▶ **Task details**: Copy out each line of the listing below where the string "library" appears.

▶ **Data to use**:
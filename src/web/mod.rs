// SPDX-License-Identifier: MIT
// SPDX-FileCopyrightText: 2025 Jonathan D. A. Jewell <hyperpolymath>

//! JSON API driving one scan session

use axum::{
    extract::{Path, Query, State},
    http::StatusCode,
    response::{IntoResponse, Json, Response},
    routing::{delete, get, post},
    Router,
};
use serde::{Deserialize, Serialize};
use std::path::PathBuf;
use std::sync::Arc;
use tower::ServiceBuilder;
use tower_http::cors::CorsLayer;
use tower_http::trace::TraceLayer;
use tracing::{error, info, warn};

use crate::catalog::{Catalog, CatalogStats};
use crate::config::AppConfig;
use crate::history::{ScanHistory, ScanHistoryRecord};
use crate::options::{ScanOptions, ScanProfile};
use crate::profiles::{Preferences, ProfileStore, Theme};
use crate::scan::{OrganizeTarget, ScanOrchestrator, ScanProgress, ScanReport, ScanState};
use crate::session::ScanSession;
use crate::store::{JsonFileStore, KeyValueStore};
use crate::tree::FileTree;
use crate::CuratorError;

/// Shared application state
pub struct AppState {
    pub orchestrator: Arc<ScanOrchestrator>,
    pub session: Arc<ScanSession>,
    pub profiles: ProfileStore,
    pub preferences: Preferences,
    pub history: Arc<ScanHistory>,
    pub catalog: Catalog,
}

impl AppState {
    pub fn new(
        orchestrator: Arc<ScanOrchestrator>,
        store: Arc<dyn KeyValueStore>,
        history: Arc<ScanHistory>,
        catalog: Catalog,
        defaults: ScanOptions,
    ) -> Self {
        Self {
            orchestrator,
            session: Arc::new(ScanSession::new(FileTree::default(), defaults)),
            profiles: ProfileStore::new(store.clone()),
            preferences: Preferences::new(store),
            history,
            catalog,
        }
    }

    /// Production state: JSON store, SQLite catalog, Ollama-backed pipeline
    pub fn from_config(config: &AppConfig) -> crate::Result<Self> {
        let store: Arc<dyn KeyValueStore> = Arc::new(JsonFileStore::open(&config.storage.store_path)?);
        let history = Arc::new(ScanHistory::new(store.clone()));
        let catalog = Catalog::open(&config.storage.catalog_path)?;
        let orchestrator = ScanOrchestrator::from_config(config, history.clone(), Some(catalog.clone()))?;
        Ok(Self::new(
            Arc::new(orchestrator),
            store,
            history,
            catalog,
            config.scan.defaults.clone(),
        ))
    }
}

/// Create the API router
pub fn create_router(state: Arc<AppState>) -> Router {
    Router::new()
        .route("/api/scans", post(api_start_scan))
        .route("/api/scans/current", get(api_current_scan))
        .route("/api/scans/current/cancel", post(api_cancel_scan))
        .route("/api/results", get(api_results))
        .route("/api/options", get(api_get_options).put(api_put_options))
        .route("/api/profiles", get(api_list_profiles).post(api_save_profile))
        .route("/api/profiles/:id", delete(api_delete_profile))
        .route("/api/profiles/:id/load", post(api_load_profile))
        .route("/api/history", get(api_history))
        .route("/api/catalog/stats", get(api_catalog_stats))
        .route("/api/preferences/theme", get(api_get_theme).put(api_put_theme))
        .layer(
            ServiceBuilder::new()
                .layer(TraceLayer::new_for_http())
                .layer(CorsLayer::permissive()),
        )
        .with_state(state)
}

/// Error body returned by every failing handler
#[derive(Debug, Serialize)]
struct ErrorBody {
    error: String,
}

struct ApiError(CuratorError);

impl From<CuratorError> for ApiError {
    fn from(e: CuratorError) -> Self {
        Self(e)
    }
}

impl IntoResponse for ApiError {
    fn into_response(self) -> Response {
        let status = match &self.0 {
            CuratorError::NoSelection | CuratorError::Config(_) => StatusCode::BAD_REQUEST,
            CuratorError::ScanInProgress | CuratorError::InvalidState(_) => StatusCode::CONFLICT,
            CuratorError::NodeNotFound(_) => StatusCode::NOT_FOUND,
            _ => StatusCode::INTERNAL_SERVER_ERROR,
        };
        if status == StatusCode::INTERNAL_SERVER_ERROR {
            error!("Request failed: {}", self.0);
        }
        (status, Json(ErrorBody { error: self.0.to_string() })).into_response()
    }
}

type ApiResult<T> = std::result::Result<T, ApiError>;

// === Scans ===

#[derive(Debug, Deserialize)]
struct StartScanRequest {
    folders: Vec<PathBuf>,
    /// Replaces the session options for this and later scans
    #[serde(default)]
    options: Option<ScanOptions>,
    #[serde(default)]
    profile_id: Option<String>,
    /// Falls back to the configured auto-organize target
    #[serde(default)]
    organize: Option<OrganizeTarget>,
}

#[derive(Debug, Serialize)]
struct ScanStatusResponse {
    state: ScanState,
    progress: ScanProgress,
    fraction: f64,
    report: Option<ScanReport>,
}

async fn api_start_scan(
    State(state): State<Arc<AppState>>,
    Json(request): Json<StartScanRequest>,
) -> ApiResult<(StatusCode, Json<ScanStatusResponse>)> {
    if let Some(target) = &request.organize {
        if !target.base_folder.is_absolute() {
            return Err(CuratorError::Config("organize.base_folder must be absolute".to_string()).into());
        }
    }

    if let Some(id) = &request.profile_id {
        if state.profiles.get(id)?.is_none() {
            return Err(CuratorError::NodeNotFound(format!("profile {}", id)).into());
        }
    }

    // Claim the run before answering so a concurrent request sees 409
    let ticket = state.orchestrator.begin_scan(&request.folders)?;

    if let Some(id) = &request.profile_id {
        state.session.load_profile(&state.profiles, id)?;
    } else if let Some(options) = request.options {
        state.session.set_options(options);
    }

    let options = state.session.options();
    let target = request.organize.or_else(|| state.orchestrator.auto_organize().cloned());
    let task_state = state.clone();

    tokio::spawn(async move {
        match task_state.orchestrator.run_scan(ticket, &options, target).await {
            Ok(report) => {
                if let Err(e) = task_state.session.apply_report(&report) {
                    warn!("Could not apply scan results to the session: {}", e);
                }
            }
            Err(e) => warn!("Scan did not complete: {}", e),
        }
    });

    info!("Scan requested");
    Ok((StatusCode::ACCEPTED, Json(scan_status(&state))))
}

fn scan_status(state: &AppState) -> ScanStatusResponse {
    let progress = state.orchestrator.progress();
    ScanStatusResponse {
        state: state.orchestrator.state(),
        progress,
        fraction: progress.fraction(),
        report: state.orchestrator.last_report(),
    }
}

async fn api_current_scan(State(state): State<Arc<AppState>>) -> Json<ScanStatusResponse> {
    Json(scan_status(&state))
}

async fn api_cancel_scan(State(state): State<Arc<AppState>>) -> ApiResult<StatusCode> {
    state.orchestrator.cancel_scan()?;
    Ok(StatusCode::ACCEPTED)
}

async fn api_results(State(state): State<Arc<AppState>>) -> Json<Vec<crate::classifier::ClassificationResult>> {
    Json(state.session.results())
}

// === Options & profiles ===

async fn api_get_options(State(state): State<Arc<AppState>>) -> Json<ScanOptions> {
    Json(state.session.options())
}

async fn api_put_options(
    State(state): State<Arc<AppState>>,
    Json(options): Json<ScanOptions>,
) -> Json<ScanOptions> {
    state.session.set_options(options.clone());
    Json(options)
}

async fn api_list_profiles(State(state): State<Arc<AppState>>) -> ApiResult<Json<Vec<ScanProfile>>> {
    Ok(Json(state.profiles.list()?))
}

#[derive(Debug, Deserialize)]
struct SaveProfileRequest {
    name: String,
    /// Defaults to the current session options
    #[serde(default)]
    options: Option<ScanOptions>,
}

async fn api_save_profile(
    State(state): State<Arc<AppState>>,
    Json(request): Json<SaveProfileRequest>,
) -> ApiResult<(StatusCode, Json<ScanProfile>)> {
    if request.name.trim().is_empty() {
        return Err(CuratorError::Config("profile name is empty".to_string()).into());
    }
    let options = request.options.unwrap_or_else(|| state.session.options());
    let profile = state.profiles.save_profile(request.name.trim(), &options)?;
    Ok((StatusCode::CREATED, Json(profile)))
}

async fn api_delete_profile(State(state): State<Arc<AppState>>, Path(id): Path<String>) -> ApiResult<StatusCode> {
    if state.profiles.delete_profile(&id)? {
        Ok(StatusCode::NO_CONTENT)
    } else {
        Ok(StatusCode::NOT_FOUND)
    }
}

async fn api_load_profile(
    State(state): State<Arc<AppState>>,
    Path(id): Path<String>,
) -> ApiResult<Json<ScanOptions>> {
    if state.profiles.get(&id)?.is_none() {
        return Err(CuratorError::NodeNotFound(format!("profile {}", id)).into());
    }
    Ok(Json(state.session.load_profile(&state.profiles, &id)?))
}

// === History, catalog, preferences ===

#[derive(Deserialize)]
struct HistoryQuery {
    limit: Option<usize>,
}

async fn api_history(
    State(state): State<Arc<AppState>>,
    Query(query): Query<HistoryQuery>,
) -> ApiResult<Json<Vec<ScanHistoryRecord>>> {
    Ok(Json(state.history.get_recent(query.limit.unwrap_or(20))?))
}

async fn api_catalog_stats(State(state): State<Arc<AppState>>) -> ApiResult<Json<CatalogStats>> {
    Ok(Json(state.catalog.stats()?))
}

#[derive(Debug, Serialize, Deserialize)]
struct ThemeBody {
    theme: Theme,
}

async fn api_get_theme(State(state): State<Arc<AppState>>) -> ApiResult<Json<ThemeBody>> {
    Ok(Json(ThemeBody { theme: state.preferences.theme()? }))
}

async fn api_put_theme(
    State(state): State<Arc<AppState>>,
    Json(body): Json<ThemeBody>,
) -> ApiResult<Json<ThemeBody>> {
    state.preferences.set_theme(body.theme)?;
    Ok(Json(body))
}

/// Start the API server
pub async fn start_server(config: AppConfig) -> crate::Result<()> {
    let state = Arc::new(AppState::from_config(&config)?);

    let addr = format!("{}:{}", config.web.host, config.web.port);
    let listener = tokio::net::TcpListener::bind(&addr).await?;

    info!("API available at http://{}", addr);

    let router = create_router(state);
    axum::serve(listener, router)
        .await
        .map_err(|e| CuratorError::Config(format!("Server error: {}", e)))?;

    Ok(())
}
// SPDX-License-Identifier: MIT
// SPDX-FileCopyrightText: 2025 Jonathan D. A. Jewell <hyperpolymath>

//! Curator: local PLR content scanner, classifier and library organizer
//!
//! Walks user-selected folders, batches the discovered files through a local
//! Ollama classifier, and copies or moves the detected PLR packages into a
//! niche-keyed library while keeping scan history, profiles and a catalog.

pub mod batcher;
pub mod catalog;
pub mod classifier;
pub mod config;
pub mod error;
pub mod history;
pub mod ollama;
pub mod options;
pub mod organize;
pub mod profiles;
pub mod scan;
pub mod session;
pub mod store;
pub mod tree;
pub mod walker;
pub mod web;

pub use config::AppConfig;
pub use error::{ClassifierError, CuratorError, Result};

▶ **Answer box**:
//! Curator: local PLR content scanner, classifier and library organizer
//! niche-keyed library while keeping scan history, profiles and a catalog.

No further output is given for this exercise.